Desde el punto de vista estrictamente penal, la titularidad del inmueble no altera la existencia del delito. El artículo 245 del Código Penal protege la posesión legítima, con independencia de que el propietario sea:

  • Un particular.
  • Una entidad bancaria o un fondo de inversión.
  • Una administración pública.

Lo determinante no es quién sea el dueño, sino que el inmueble no sea morada y que la ocupación se haya realizado sin autorización.

Por tanto, ocupar una vivienda propiedad de un banco o de la Administración puede constituir igualmente un delito de usurpación.

  1. Diferencias prácticas cuando el inmueble es público o de una entidad financiera

Aunque la tipificación penal es la misma, en la práctica pueden existir diferencias relevantes:

  • Las entidades bancarias y las administraciones suelen disponer de servicios jurídicos especializados, lo que implica denuncias más rápidas y procedimientos mejor estructurados.
  • En el caso de viviendas públicas, puede intervenir la jurisdicción contencioso-administrativa en paralelo, especialmente cuando se trata de recuperación posesoria por vía administrativa.

Estas diferencias afectan al procedimiento, pero no modifican el tipo penal aplicable.

  1. ¿Es más difícil defender una ocupación de vivienda pública o bancaria?

Desde el punto de vista de la defensa penal, los criterios jurídicos son los mismos que en cualquier otro supuesto de usurpación.

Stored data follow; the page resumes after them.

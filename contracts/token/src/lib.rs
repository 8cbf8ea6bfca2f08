#![no_std]

mod allowance;
mod balance;
mod contract;
mod errors;
mod metadata;
mod storage_types;


pub use crate::contract::{Token, TokenClient};
pub use crate::errors::TokenError;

La defensa se centra en analizar:

  • Si el inmueble era realmente ajeno y no morada.
  • Si existía o no título habilitante, aunque fuera precario o discutido.
  • Si concurre el elemento de vocación de permanencia.
  • Si se ha respetado el principio de intervención mínima del Derecho penal.

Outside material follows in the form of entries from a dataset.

//! A small two-sided quoting strategy, suitable for paper trading or backtests.
//!
//! ```text
//! demo-maker -c config/demo-maker.json
//! ```

use apex::{
    bot::{BotCore, BotLogic},
    error::ApexError,
    runner::strategy_runner,
    services::Services,
    strategy::Strategy,
};
use apex_execution::order::{Order, OrderFill, TimeInForce};
use apex_instrument::{exchange::ExchangeId, instrument::InstrumentQuery, Side};
use apex_integration::config::Config;
use std::{str::FromStr, sync::Arc};
use tracing::info;

/// Quotes both sides a fixed number of ticks away from the last trade, re-quoting when an
/// order closes.
#[derive(Default)]
struct DemoMakerBot {
    quote_offset_ticks: f64,
    quote_notional: f64,
    buy: Option<Arc<Order>>,
    sell: Option<Arc<Order>>,
}

impl DemoMakerBot {
    fn new(quote_offset_ticks: f64, quote_notional: f64) -> Self {
        Self {
            quote_offset_ticks,
            quote_notional,
            ..Default::default()
        }
    }

    fn refresh_quotes(&mut self, bot: &BotCore) {
        if bot.is_stopping() || !bot.market_data_ok() {
            return;
        }

        let last = bot.last_price();
        let tick = bot.instrument().spec.tick_size.as_f64();
        let offset = tick * self.quote_offset_ticks;

        if self.buy.as_ref().map(|o| o.is_closed()).unwrap_or(true) {
            self.buy = self.place(bot, Side::Buy, last - offset);
        }
        if self.sell.as_ref().map(|o| o.is_closed()).unwrap_or(true) {
            self.sell = self.place(bot, Side::Sell, last + offset);
        }
    }

    fn place(&self, bot: &BotCore, side: Side, raw_price: f64) -> Option<Arc<Order>> {
        let price = bot.round_price_passive(raw_price, side);
        let size = bot.round_size(self.quote_notional / price).max(bot.min_order_size(price));

        let order = match bot.create_order(side, size, price, TimeInForce::Gtc, None) {
            Ok(order) => order,
            Err(create_error) => {
                info!(%create_error, "quote skipped");
                return None;
            }
        };
        if order.send().is_err() {
            return None;
        }
        Some(order)
    }
}

impl BotLogic for DemoMakerBot {
    fn on_init(&mut self, bot: &BotCore) {
        info!(ticker = %bot.ticker(), "demo maker starting");
    }

    fn on_timer(&mut self, bot: &BotCore) {
        self.refresh_quotes(bot);
    }

    fn on_order_fill(&mut self, bot: &BotCore, order: &Arc<Order>, fill: &OrderFill) {
        info!(
            order_id = %order.order_id(),
            side = %order.side(),
            price = fill.price,
            size = fill.size,
            net = bot.position().net_qty(),
            "fill"
        );
    }

    fn on_order_closed(&mut self, bot: &BotCore, _order: &Arc<Order>) {
        self.refresh_quotes(bot);
    }
}

fn build_strategy(config: &Config, services: &Arc<Services>) -> Result<Strategy, ApexError> {
    let strategy = Strategy::new(Arc::clone(services), &config.get_string("code")?)?;

    let offset = config.get_uint_or("quote_offset_ticks", 5) as f64;
    let notional = config.get_uint_or("quote_notional", 50) as f64;

    let instruments = config.sub_config("instruments")?;
    for index in 0..instruments.array_len() {
        let entry = instruments.array_item(index)?;
        let exchange = ExchangeId::from_str(&entry.get_string("exchange")?)
            .map_err(|parse_error| ApexError::BadConfig(parse_error.to_string()))?;
        let query = InstrumentQuery::new(exchange, entry.get_string("symbol")?);

        strategy.create_bot_for(&query, Box::new(DemoMakerBot::new(offset, notional)))?;
    }

    Ok(strategy)
}

fn main() {
    std::process::exit(strategy_runner(build_strategy));
}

En algunos casos, la defensa puede alegar que el conflicto tiene un carácter más propio del ámbito civil o administrativo, especialmente cuando no existe un perjuicio relevante ni una ocupación prolongada.

  1. Viviendas públicas: especialidades a tener en cuenta

Cuando la vivienda pertenece a una administración pública, pueden concurrir algunas particularidades:

  • La Administración puede disponer de potestad de recuperación de oficio en determinados supuestos, conforme a la normativa administrativa patrimonial.
  • Puede iniciarse un procedimiento administrativo de desalojo, independiente del proceso penal.

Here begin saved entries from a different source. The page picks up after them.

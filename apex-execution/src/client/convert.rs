use crate::order::{CloseReason, OrderState, TimeInForce};
use apex_instrument::Side;
use apex_integration::{
    protocol::gx::message::{
        WireCloseReason, WireOrderState, WireRunMode, WireSide, WireTimeInForce,
    },
    RunMode,
};

pub fn side_to_wire(side: Side) -> WireSide {
    match side {
        Side::Buy => WireSide::Buy,
        Side::Sell => WireSide::Sell,
    }
}

pub fn side_from_wire(raw: i32) -> Option<Side> {
    match WireSide::try_from(raw).ok()? {
        WireSide::Buy => Some(Side::Buy),
        WireSide::Sell => Some(Side::Sell),
        WireSide::SideNone => None,
    }
}

pub fn tif_to_wire(tif: TimeInForce) -> WireTimeInForce {
    match tif {
        TimeInForce::Gtc => WireTimeInForce::Gtc,
        TimeInForce::Ioc => WireTimeInForce::Ioc,
        TimeInForce::Fok => WireTimeInForce::Fok,
    }
}

pub fn tif_from_wire(raw: i32) -> Option<TimeInForce> {
    match WireTimeInForce::try_from(raw).ok()? {
        WireTimeInForce::Gtc => Some(TimeInForce::Gtc),
        WireTimeInForce::Ioc => Some(TimeInForce::Ioc),
        WireTimeInForce::Fok => Some(TimeInForce::Fok),
        WireTimeInForce::TifNone => None,
    }
}

pub fn run_mode_to_wire(run_mode: RunMode) -> WireRunMode {
    match run_mode {
        RunMode::Live => WireRunMode::Live,
        RunMode::Paper => WireRunMode::Paper,
        RunMode::Backtest => WireRunMode::Backtest,
    }
}

pub fn run_mode_from_wire(raw: i32) -> Option<RunMode> {
    match WireRunMode::try_from(raw).ok()? {
        WireRunMode::Live => Some(RunMode::Live),
        WireRunMode::Paper => Some(RunMode::Paper),
        WireRunMode::Backtest => Some(RunMode::Backtest),
        WireRunMode::RunModeNone => None,
    }
}

pub fn order_state_to_wire(state: OrderState) -> WireOrderState {
    match state {
        OrderState::Init => WireOrderState::Init,
        OrderState::Sent => WireOrderState::Sent,
        OrderState::Live => WireOrderState::Live,
        OrderState::Closed => WireOrderState::Closed,
    }
}

pub fn order_state_from_wire(raw: i32) -> Option<OrderState> {
    match WireOrderState::try_from(raw).ok()? {
        WireOrderState::Init => Some(OrderState::Init),
        WireOrderState::Sent => Some(OrderState::Sent),
        WireOrderState::Live => Some(OrderState::Live),
        WireOrderState::Closed => Some(OrderState::Closed),
        WireOrderState::StateNone => None,
    }
}

pub fn close_reason_to_wire(reason: Option<CloseReason>) -> WireCloseReason {
    match reason {
        None => WireCloseReason::ReasonNone,
        Some(CloseReason::Cancelled) => WireCloseReason::Cancelled,
        Some(CloseReason::Filled) => WireCloseReason::Filled,
        Some(CloseReason::Rejected) => WireCloseReason::Rejected,
        Some(CloseReason::Lapsed) => WireCloseReason::Lapsed,
        Some(CloseReason::Error) => WireCloseReason::Error,
    }
}

pub fn close_reason_from_wire(raw: i32) -> Option<CloseReason> {
    match WireCloseReason::try_from(raw).ok()? {
        WireCloseReason::Cancelled => Some(CloseReason::Cancelled),
        WireCloseReason::Filled => Some(CloseReason::Filled),
        WireCloseReason::Rejected => Some(CloseReason::Rejected),
        WireCloseReason::Lapsed => Some(CloseReason::Lapsed),
        WireCloseReason::Error => Some(CloseReason::Error),
        WireCloseReason::ReasonNone => None,
    }
}

#[cfg(test)]
mod tests {
    use super::*;

    #[test]
    fn test_round_trips() {
        for side in [Side::Buy, Side::Sell] {
            assert_eq!(side_from_wire(side_to_wire(side) as i32), Some(side));
        }
        for tif in [TimeInForce::Gtc, TimeInForce::Ioc, TimeInForce::Fok] {
            assert_eq!(tif_from_wire(tif_to_wire(tif) as i32), Some(tif));
        }
        for state in [
            OrderState::Init,
            OrderState::Sent,
            OrderState::Live,
            OrderState::Closed,
        ] {
            assert_eq!(
                order_state_from_wire(order_state_to_wire(state) as i32),
                Some(state)
            );
        }
        for reason in [
            CloseReason::Cancelled,
            CloseReason::Filled,
            CloseReason::Rejected,
            CloseReason::Lapsed,
            CloseReason::Error,
        ] {
            assert_eq!(
                close_reason_from_wire(close_reason_to_wire(Some(reason)) as i32),
                Some(reason)
            );
        }
        assert_eq!(side_from_wire(99), None);
    }
}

No obstante, estas vías no excluyen automáticamente la vía penal si concurren los requisitos del artículo 245 del Código Penal.

  1. ¿Existe un trato penal más favorable por razones sociales?

Desde el punto de vista legal, no existe una exención penal automática por razones sociales. La situación de vulnerabilidad, necesidad habitacional o exclusión social:

  • No elimina el delito.
  • Puede, en algunos casos, ser valorada a efectos de individualización de la pena o suspensión de la condena.

Los tribunales pueden tener en cuenta las circunstancias personales del acusado, pero el tipo penal sigue siendo aplicable.

  1. Desalojo y tiempos del procedimiento

En ocupaciones de viviendas de bancos o de la Administración:

  • El desalojo no suele ser inmediato si se trata de usurpación pacífica.
  • Es habitual que se requiera resolución judicial o administrativa.

La idea de que estas viviendas “se desalojan automáticamente” no se ajusta a la realidad jurídica.

  1. Errores frecuentes sobre la ocupación de viviendas “de bancos”

Entre los errores más comunes se encuentran:

  • Pensar que no hay delito porque la vivienda no pertenece a un particular.
  • Creer que la policía no puede intervenir nunca.
  • Suponer que la situación personal justifica legalmente la ocupación.

Estas creencias pueden llevar a decisiones que agravan la situación penal.

Conclusión

La usurpación de viviendas públicas o de bancos no tiene un tratamiento penal distinto por razón de la titularidad del inmueble. Si concurren los requisitos del artículo 245 del Código Penal, existe delito con independencia de quién sea el propietario.

Las diferencias se dan, en todo caso, en el plano procedimental o administrativo, pero no en la esencia del tipo penal. Por ello, tanto propietarios como ocupantes deben conocer que la ocupación de este tipo de viviendas puede dar lugar a un proceso penal con consecuencias reales, y que una correcta valoración jurídica desde el inicio es clave para la defensa.